Nouveaux regards sur Otello : 1 – Aux sources de Shakespeare

Mars 2019

Nouveau regard sur Otello I : Aux sources de Shakespeare

[N.D.E.] Avec cet article, Jacqueline Dauxois, romancière, essayiste et spécialiste d’opéra, nous livre le premier maillon d’une petite série consacrée au chef d’œuvre de Verdi, Otello, ainsi qu’à ses antécédents et à ses répercussions. Les lecteurs de notre site pourront constater que, même dans un domaine que l’on croyait déjà bien exploré, il restait encore beaucoup à découvrir.    

 

Roberto Alagna vient de nous donner, après Orange et Vienne, son troisième Otello à l’Opéra de Paris, son épouse, Aleksandra Kurzak étant Desdémone. C’est l’occasion de s’intéresser aux sources de l’un des héros les plus célèbres de l’histoire de la littérature et de la scène lyrique.

CAPITANO MORO

Othello, avec « h », c’est la pièce de Shakespeare ; Otello, sans « h », c’est l’opéra que Verdi a tiré de Shakespeare. Le dramaturge génial de Stratford-on-Avon a trouvé son sujet dans une nouvelle publiée à Ferrare avec quatre-vingt-dix neuf autres, les Ecatommiti de Giovanni Battista Giraldi, dit Cintio.

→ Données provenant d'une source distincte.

//! Query execution over per-segment inverted indexes.
//!
//! This crate evaluates term, boolean (AND / OR / NOT), range and phrase
//! predicates against the inverted index of a segment and produces the set of
//! matching row ids as a [`RoaringBitmap`](roaring::RoaringBitmap). It lets a
//! scan push a filter down to the index instead of decoding every row.
//!
//! The pieces, from the storage boundary up:
//!
//! - [`PostingSource`] / [`PostingCursor`]: read access to the posting lists of
//!   a segment. The source is implemented by the segment reader; this crate
//!   ships [`MemoryPostingSource`] for in-memory segments.
//! - [`DocIdIterator`]: the ascending, seekable cursor protocol shared by every
//!   query node.
//! - [`Query`]: an immutable tree of [`TermQuery`], [`ConjunctionQuery`],
//!   [`DisjunctionQuery`], [`NegationQuery`], [`RangeQuery`] and
//!   [`PhraseQuery`] nodes, compiled for a single segment.
//! - [`QueryCompiler`]: turns a schema-level [`Predicate`] into a [`Query`].
//! - [`QueryEvaluator`]: materializes a tree into a bitmap, optionally
//!   restricted to a candidate bitmap.
//! - [`scan_segments`]: runs one predicate over many segments in parallel.
//!
//! ```
//! use std::{collections::HashMap, sync::Arc};
//!
//! use amudai_index_query::{
//!     CancellationToken, FieldId, MemoryPostingSource, Predicate, SegmentContext, compile,
//! };
//! use roaring::RoaringBitmap;
//!
//! let source = MemoryPostingSource::builder()
//!     .add_posting(FieldId(0), "foo", [1, 3, 5, 7])
//!     .add_posting(FieldId(0), "bar", [3, 5, 9])
//!     .build()
//!     .unwrap();
//! let segment = SegmentContext::new(Arc::new(source), 10).unwrap();
//! let fields = HashMap::from([("tag".to_string(), FieldId(0))]);
//!
//! let predicate = Predicate::and([Predicate::term("tag", "foo"), Predicate::term("tag", "bar")]);
//! let query = compile(&predicate, &segment, &fields).unwrap();
//!
//! let mut rows = RoaringBitmap::new();
//! let outcome = query
//!     .execute(&mut rows, None, &CancellationToken::none())
//!     .unwrap();
//! assert!(outcome.is_completed());
//! assert_eq!(rows.iter().collect::<Vec<_>>(), vec![3, 5]);
//! ```

pub mod cancellation;
pub mod compiler;
pub mod evaluator;
pub mod iterator;
pub mod memory;
pub mod options;
pub mod posting;
pub mod predicate;
pub mod query;
pub mod scan;

pub use cancellation::CancellationToken;
pub use compiler::{QueryCompiler, compile};
pub use evaluator::{CandidateStrategy, ExecutionStats, Outcome, QueryEvaluator};
pub use iterator::{DocId, DocIdIterator, DocIds, EmptyIterator, NO_MORE_DOCS};
pub use memory::{MemoryPostingSource, MemoryPostingSourceBuilder};
pub use options::QueryOptions;
pub use posting::{FieldId, PostingCursor, PostingSource, SegmentContext};
pub use predicate::{FieldResolver, Predicate};
pub use query::{
    ConjunctionQuery, DisjunctionQuery, NegationQuery, PhraseQuery, Query, QueryIterator,
    QueryKind, RangeQuery, TermQuery,
};
pub use scan::{SegmentScanResult, scan_segments};
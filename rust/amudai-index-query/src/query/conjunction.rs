//! Conjunction (AND) evaluation via leapfrog join.
//!
//! Operands are sorted once, when the node is built, so that the cheapest
//! positive operand comes first and negations come last. The join keeps a
//! candidate id equal to the largest id seen so far and sweeps the operands,
//! asking each to `advance` to the candidate. Whenever an operand overshoots,
//! the candidate is raised and the sweep restarts. When a full sweep leaves
//! every operand on the candidate, it is a match.
//!
//! Because the cheapest operand proposes every candidate, the number of
//! `advance` calls made against an expensive operand is bounded by the length
//! of the cheapest one, not by its own length.

use amudai_common::{Result, error::Error, verify_predicate};

use crate::{
    cancellation::CancellationToken,
    iterator::{DocId, DocIdIterator, IterState, NO_MORE_DOCS},
    posting::SegmentContext,
};

use super::{
    Query, QueryIterator,
    cost::{CachedCost, conjunction_cost, conjunction_order},
};

/// Matches the rows matched by every child.
pub struct ConjunctionQuery {
    segment: SegmentContext,
    children: Vec<Query>,
    cost: CachedCost,
}

impl ConjunctionQuery {
    /// Builds a conjunction over `children`, reordering them for evaluation.
    ///
    /// Fails with `InvalidPredicate` if `children` is empty or the children were
    /// compiled against different segments.
    pub fn new(mut children: Vec<Query>) -> Result<ConjunctionQuery> {
        verify_predicate!(!children.is_empty(), "conjunction requires at least one operand");
        let segment = children[0].segment().clone();
        verify_same_segment(&segment, &children)?;

        children.sort_by(conjunction_order);
        log::debug!(
            "conjunction operand order on {}: {:?}",
            segment.name(),
            children.iter().map(Query::cost).collect::<Vec<_>>()
        );
        Ok(ConjunctionQuery {
            segment,
            children,
            cost: CachedCost::new(),
        })
    }

    pub fn into_query(self) -> Query {
        Query::Conjunction(self)
    }

    pub fn segment(&self) -> &SegmentContext {
        &self.segment
    }

    pub fn children(&self) -> &[Query] {
        &self.children
    }

    pub fn cost(&self) -> u64 {
        self.cost
            .get_or_compute(|| conjunction_cost(&self.children, self.segment.row_count()))
    }

    pub fn iterator(&self, cancel: &CancellationToken) -> Result<QueryIterator> {
        let mut children = Vec::with_capacity(self.children.len());
        for child in &self.children {
            let it = child.iterator_with(cancel)?;
            if it.is_empty_iterator() {
                // One empty operand empties the whole conjunction.
                return Ok(QueryIterator::empty());
            }
            children.push(it);
        }
        if children.len() == 1 {
            return Ok(children.pop().unwrap_or_else(QueryIterator::empty));
        }
        Ok(QueryIterator::Conjunction(Box::new(ConjunctionIterator::new(
            children,
            self.cost(),
            cancel.clone(),
        ))))
    }
}

pub(crate) fn verify_same_segment(segment: &SegmentContext, children: &[Query]) -> Result<()> {
    let mixed = children
        .iter()
        .any(|child| !std::sync::Arc::ptr_eq(child.segment().source(), segment.source()));
    if mixed {
        return Err(Error::invalid_predicate(
            "operands were compiled against different segments",
        ));
    }
    Ok(())
}

/// Leapfrog join over already ordered operands.
pub struct ConjunctionIterator {
    children: Vec<QueryIterator>,
    doc: DocId,
    cost: u64,
    state: IterState,
    cancel: CancellationToken,
}

impl ConjunctionIterator {
    pub(crate) fn new(
        children: Vec<QueryIterator>,
        cost: u64,
        cancel: CancellationToken,
    ) -> ConjunctionIterator {
        ConjunctionIterator {
            children,
            doc: NO_MORE_DOCS,
            cost,
            state: IterState::Unstarted,
            cancel,
        }
    }

    fn settle(&mut self, doc: DocId) -> DocId {
        self.doc = doc;
        self.state = if doc == NO_MORE_DOCS {
            IterState::Exhausted
        } else {
            IterState::Positioned
        };
        doc
    }
}

/// Converges `children` on the first id `>= candidate` that all of them share.
///
/// Returns [`NO_MORE_DOCS`] as soon as any child is exhausted. The token is
/// polled once per sweep.
pub(crate) fn leapfrog<I: DocIdIterator>(
    children: &mut [I],
    mut candidate: DocId,
    cancel: &CancellationToken,
) -> Result<DocId> {
    'sweep: loop {
        cancel.check()?;
        for child in children.iter_mut() {
            let doc = child.advance(candidate)?;
            if doc == NO_MORE_DOCS {
                return Ok(NO_MORE_DOCS);
            }
            if doc > candidate {
                candidate = doc;
                continue 'sweep;
            }
        }
        return Ok(candidate);
    }
}

impl DocIdIterator for ConjunctionIterator {
    #[inline]
    fn doc_id(&self) -> DocId {
        self.doc
    }

    fn next_doc(&mut self) -> Result<DocId> {
        if self.state.is_exhausted() {
            return Ok(NO_MORE_DOCS);
        }
        let Some(lead) = self.children.first_mut() else {
            return Ok(self.settle(NO_MORE_DOCS));
        };
        let candidate = lead.next_doc()?;
        if candidate == NO_MORE_DOCS {
            return Ok(self.settle(NO_MORE_DOCS));
        }
        let doc = leapfrog(&mut self.children, candidate, &self.cancel)?;
        Ok(self.settle(doc))
    }

    fn advance(&mut self, target: DocId) -> Result<DocId> {
        match self.state {
            IterState::Exhausted => return Ok(NO_MORE_DOCS),
            IterState::Positioned if self.doc >= target => return Ok(self.doc),
            _ => (),
        }
        let doc = leapfrog(&mut self.children, target, &self.cancel)?;
        Ok(self.settle(doc))
    }

    #[inline]
    fn cost(&self) -> u64 {
        self.cost
    }
}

Dans ce recueil, celui qui va devenir Othello se fraie pour la première fois une place en littérature, mais modeste et anonyme, car Cintio, qui se contente de numéroter ses nouvelles sans leur chercher de titres, ne nomme pas ses personnages. Dans la septième nouvelle du volume 2, il appelle son héroïne Disdemona – en grec, l’Infortunée – et ne désigne jamais celui qui deviendra l’un des plus célèbres héros de la littérature mondiale que comme le capitano Moro.

Le condottiere

La vie d’un condottiere corse, Sampiero Corso, aurait inspiré la nouvelle de Cintio. La chronologie ne s’y oppose pas : Sampiero a été assassiné en 1547 et le livre a paru en 1565.
Comme souvent les condottieri, Sampiero est un officier hors du commun. Parti de rien, il a gravi, comme Othello le fera, tous les échelons, conquis la gloire et la fortune et, à 47 ans, il épouse une ravissante cousine, Vanina d’Ornano, 15 ans. Lorsqu’ils s’installent à Marseille avec leurs deux enfants, Sampiero est ambassadeur auprès de la Sublime Porte, et Vanina est souvent seule. La Sérénissime République de Gênes, que Sampiero a combattu toute sa vie, infiltre un espion près d’elle comme précepteur de ses enfants. Séduite, elle s’enfuit avec lui. Sampiero intercepte le bateau et la condamne. Elle refuse d’être exécutée par des esclaves et lui demande de mourir de sa main. Il lui accorde cette grâce et l’étrangle. C’est la fin de Desdémone dans la tragédie de Shakespeare qui a fait d’elle une innocente.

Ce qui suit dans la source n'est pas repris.